Cassandra vs Cassandra+Ignite

(Single Node Cluster)I've got a table having 2 columns, one is of 'text' type and the other is a 'blob'. I'm using Datastax's C++ driver to perform read/write requests in Cassandra.
The blob is storing a C++ structure.(Size: 7 KB).
Since I was getting lesser than desirable throughput when using Cassandra alone, I tried adding Ignite on top of Cassandra, in the hope that there will be significant improvement in the performance as now the data will be read from RAM instead of hard disks.
However, it turned out that after adding Ignite, the performance dropped even more(roughly around 50%!).
Read Throughput when using only Cassandra: 21000 rows/second.
Read Throughput with Cassandra + Ignite: 9000 rows/second.
Since, I am storing a C++ structure in Cassandra's Blob, the Ignite API uses serialization/de-serialization while writing/reading the data. Is this the reason, for the drop in the performance(consider the size of the structure i.e. 7K) or is this drop not at all expected and maybe something's wrong in the configuration?
Cassandra: 3.11.2
RHEL: 6.5
Configurations for Ignite are same as given here.
I got significant improvement in Ignite+Cassandra throughput when I used serialization in raw mode. Now the throughput has increased from 9000 rows/second to 23000 rows/second. But still, it's not significantly superior to Cassandra. I'm still hopeful to find some more tweaks which will improve this further.
I've added some more details about the configurations and client code on github.
Looks like you do one get per each key in this benchmark for Ignite and you didn't invoke loadCache before it. In this case, on each get, Ignite will go to Cassandra to get value from it and only after it will store it in the cache. So, I'd recommend invoking loadCache before benchmarking, or, at least, test gets on the same keys, to give an opportunity to Ignite to store keys in the cache. If you think you already have all the data in caches, please share code where you write data to Ignite too.
Also, you invoke "grid.GetCache" in each thread - it won't take a lot of time, but you definitely should avoid such things inside benchmark, when you already measure time.

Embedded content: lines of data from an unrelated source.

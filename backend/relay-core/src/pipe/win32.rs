//! Win32 plumbing for the window-message channel.

use crate::error::transport::TransportError;
use crate::pipe::frame::PipeMessage;
use crate::pipe::legacy::{LegacyTarget, WindowFrame, decode_window_message};

use common::ErrorLocation;

use std::cell::RefCell;
use std::io::{Error as IoError, ErrorKind};
use std::panic::Location;
use std::ptr::{null, null_mut};
use std::time::Duration;

use log::{debug, warn};
use tokio::sync::mpsc;
use windows_sys::Win32::Foundation::{HWND, LPARAM, LRESULT, WPARAM};
use windows_sys::Win32::System::DataExchange::COPYDATASTRUCT;
use windows_sys::Win32::System::LibraryLoader::GetModuleHandleW;
use windows_sys::Win32::UI::WindowsAndMessaging::{
    CreateWindowExW, DefWindowProcW, DispatchMessageW, FindWindowW, GetMessageW, HWND_MESSAGE, MSG,
    RegisterClassW, SMTO_ABORTIFHUNG, SendMessageTimeoutW, TranslateMessage, WM_COPYDATA, WNDCLASSW,
};

thread_local! {
    static WINDOW_SINK: RefCell<Option<mpsc::Sender<PipeMessage>>> = const { RefCell::new(None) };
}

pub(crate) fn to_wide(text: &str) -> Vec<u16> {
    text.encode_utf16().chain(std::iter::once(0)).collect()
}

fn find_window(target: &LegacyTarget) -> HWND {
    // SAFETY: the wide strings are null-terminated and live across the call.
    unsafe {
        match target {
            LegacyTarget::WindowClass(class) => {
                let class = to_wide(class);
                FindWindowW(class.as_ptr(), null())
            }
            LegacyTarget::WindowTitle(title) => {
                let title = to_wide(title);
                FindWindowW(null(), title.as_ptr())
            }
        }
    }
}

#[track_caller]
pub(crate) fn send_copy_data(
    target: &LegacyTarget,
    mut frame: WindowFrame,
    timeout: Duration,
) -> Result<(), TransportError> {
    let hwnd = find_window(target);
    if hwnd.is_null() {
        return Err(TransportError::Connect {
            message: format!("No window found for {target:?}"),
            location: ErrorLocation::from(Location::caller()),
            source: IoError::new(ErrorKind::NotFound, "window not found"),
        });
    }

    let copy = COPYDATASTRUCT {
        dwData: frame.command,
        cbData: frame.declared_len(),
        lpData: frame.data.as_mut_ptr().cast(),
    };
    let mut result: usize = 0;
    let timeout_ms = u32::try_from(timeout.as_millis()).unwrap_or(u32::MAX);

    // SAFETY: `copy` and the buffer it points at outlive the synchronous send.
    let sent = unsafe {
        SendMessageTimeoutW(
            hwnd,
            WM_COPYDATA,
            0,
            &copy as *const COPYDATASTRUCT as LPARAM,
            SMTO_ABORTIFHUNG,
            timeout_ms,
            &mut result,
        )
    };

    if sent == 0 {
        return Err(TransportError::Io {
            message: format!(
                "SendMessageTimeout to {target:?} failed: {}",
                IoError::last_os_error()
            ),
            location: ErrorLocation::from(Location::caller()),
        });
    }

    debug!("Delivered command {} to {target:?}", frame.command);
    Ok(())
}

/// Create a hidden message-only window of `class_name` and pump its queue.
///
/// Blocks the calling thread for the life of the window; received frames are
/// forwarded into `sink`.
pub(crate) fn run_message_window(
    class_name: &str,
    sink: mpsc::Sender<PipeMessage>,
) -> Result<(), TransportError> {
    WINDOW_SINK.with(|slot| *slot.borrow_mut() = Some(sink));
    let class = to_wide(class_name);

    // SAFETY: every pointer handed to Win32 below is either null or points at
    // `class`/`window_class`/`message`, all of which outlive the calls.
    unsafe {
        let instance = GetModuleHandleW(null());

        let mut window_class: WNDCLASSW = std::mem::zeroed();
        window_class.lpfnWndProc = Some(window_proc);
        window_class.hInstance = instance;
        window_class.lpszClassName = class.as_ptr();

        if RegisterClassW(&window_class) == 0 {
            return Err(TransportError::Listen {
                message: format!(
                    "RegisterClassW({class_name}) failed: {}",
                    IoError::last_os_error()
                ),
                location: ErrorLocation::from(Location::caller()),
            });
        }

        let hwnd = CreateWindowExW(
            0,
            class.as_ptr(),
            class.as_ptr(),
            0,
            0,
            0,
            0,
            0,
            HWND_MESSAGE,
            null_mut(),
            instance,
            null(),
        );
        if hwnd.is_null() {
            return Err(TransportError::Listen {
                message: format!(
                    "CreateWindowExW({class_name}) failed: {}",
                    IoError::last_os_error()
                ),
                location: ErrorLocation::from(Location::caller()),
            });
        }

        debug!("Message window {class_name} created");

        let mut message: MSG = std::mem::zeroed();
        while GetMessageW(&mut message, null_mut(), 0, 0) > 0 {
            TranslateMessage(&message);
            DispatchMessageW(&message);
        }
    }

    Ok(())
}

unsafe extern "system" fn window_proc(
    hwnd: HWND,
    message: u32,
    wparam: WPARAM,
    lparam: LPARAM,
) -> LRESULT {
    if message == WM_COPYDATA && lparam != 0 {
        // SAFETY: for WM_COPYDATA the system guarantees `lparam` points at a
        // COPYDATASTRUCT valid for the duration of this call.
        let copy = unsafe { &*(lparam as *const COPYDATASTRUCT) };
        let data = if copy.lpData.is_null() || copy.cbData == 0 {
            &[][..]
        } else {
            // SAFETY: `lpData` holds `cbData` readable bytes per the same contract.
            unsafe { std::slice::from_raw_parts(copy.lpData as *const u8, copy.cbData as usize) }
        };

        let frame = decode_window_message(copy.dwData, copy.cbData, data);
        WINDOW_SINK.with(|slot| {
            if let Some(sink) = slot.borrow().as_ref()
                && sink.blocking_send(frame).is_err()
            {
                warn!("Window message receiver dropped");
            }
        });
        return 1;
    }

    // SAFETY: forwarding the unmodified arguments we were called with.
    unsafe { DefWindowProcW(hwnd, message, wparam, lparam) }
}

Cassandra as distributed cached data store

Can we use Cassandra as a distributed in-memory cache database by utilizing its file level caching, key cache, and row cache?
I don't want to overload each node and I want to add more nodes to the cluster when the data grows to make this effective (to let most of my data be cached). Especially since 40% of my column families are static, and updates/insertions to other tables are not much.
The primary aim of ours is that we need an elastic realtime data store (faster around as in memory dB)
Cassandra was not born for the goal but after many optimizations it has become also a tool for in-memory caching. There are a few experiments -- the most significant I know is the one reported by Netflix. In Netflix they replaced their EVCache system (whom was persisted by a Cassandra backend) with a new SSD cassandra-based cache architecture -- the results are very impressive in term of performance improvements and cost-reduction.
Before choosing Cassandra as a replacement for any cache system I'd recommend to deeply understand the usage of row-caching and key-caching. More, I've never used Datastax Enterprise but it has an interesting in memory table feature.
I guess you could but I don't think that's correct use-case for Cassandra. Without knowing more about your requirements, I'd recommend you have a look at products like e.g. Hazelcast which is an in-memory distributed cache and sounds more like a fit for your use-case.
I know its a little late but I've just come accross this post doing some research on Cassandra.
I've seen success with Tibco's AST (recently rebranded to DTM) for in memory caching.
I've also played around with Pivotal's gemfire (this uses Geode under the covers), which has shown some promise.